PROBLEM TO WORK ON> In the listing below, find every line with the string "invoices" and pull it out.

RECORD EXTRACTS>

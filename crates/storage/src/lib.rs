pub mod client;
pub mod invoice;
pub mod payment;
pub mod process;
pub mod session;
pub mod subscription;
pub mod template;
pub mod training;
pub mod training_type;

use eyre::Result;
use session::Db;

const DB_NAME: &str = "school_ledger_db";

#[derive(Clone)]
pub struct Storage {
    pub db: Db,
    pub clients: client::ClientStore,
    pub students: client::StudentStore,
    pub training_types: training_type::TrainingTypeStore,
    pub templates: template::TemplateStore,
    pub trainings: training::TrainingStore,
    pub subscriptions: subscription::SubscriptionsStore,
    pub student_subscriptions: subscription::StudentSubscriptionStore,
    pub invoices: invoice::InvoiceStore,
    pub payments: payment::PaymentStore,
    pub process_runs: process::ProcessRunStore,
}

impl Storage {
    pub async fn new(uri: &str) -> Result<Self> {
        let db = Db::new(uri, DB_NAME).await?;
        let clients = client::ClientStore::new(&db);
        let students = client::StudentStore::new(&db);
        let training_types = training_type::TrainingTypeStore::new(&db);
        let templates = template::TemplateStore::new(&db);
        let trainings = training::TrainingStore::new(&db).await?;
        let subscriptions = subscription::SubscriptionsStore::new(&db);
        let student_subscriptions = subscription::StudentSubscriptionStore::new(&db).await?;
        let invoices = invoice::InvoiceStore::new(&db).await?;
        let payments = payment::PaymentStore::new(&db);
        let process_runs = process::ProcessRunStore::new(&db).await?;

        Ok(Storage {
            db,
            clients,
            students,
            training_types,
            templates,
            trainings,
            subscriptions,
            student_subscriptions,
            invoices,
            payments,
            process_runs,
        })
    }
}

EXERCISE SOLUTION>
    pub invoices: invoice::InvoiceStore,
        let invoices = invoice::InvoiceStore::new(&db).await?;
            invoices,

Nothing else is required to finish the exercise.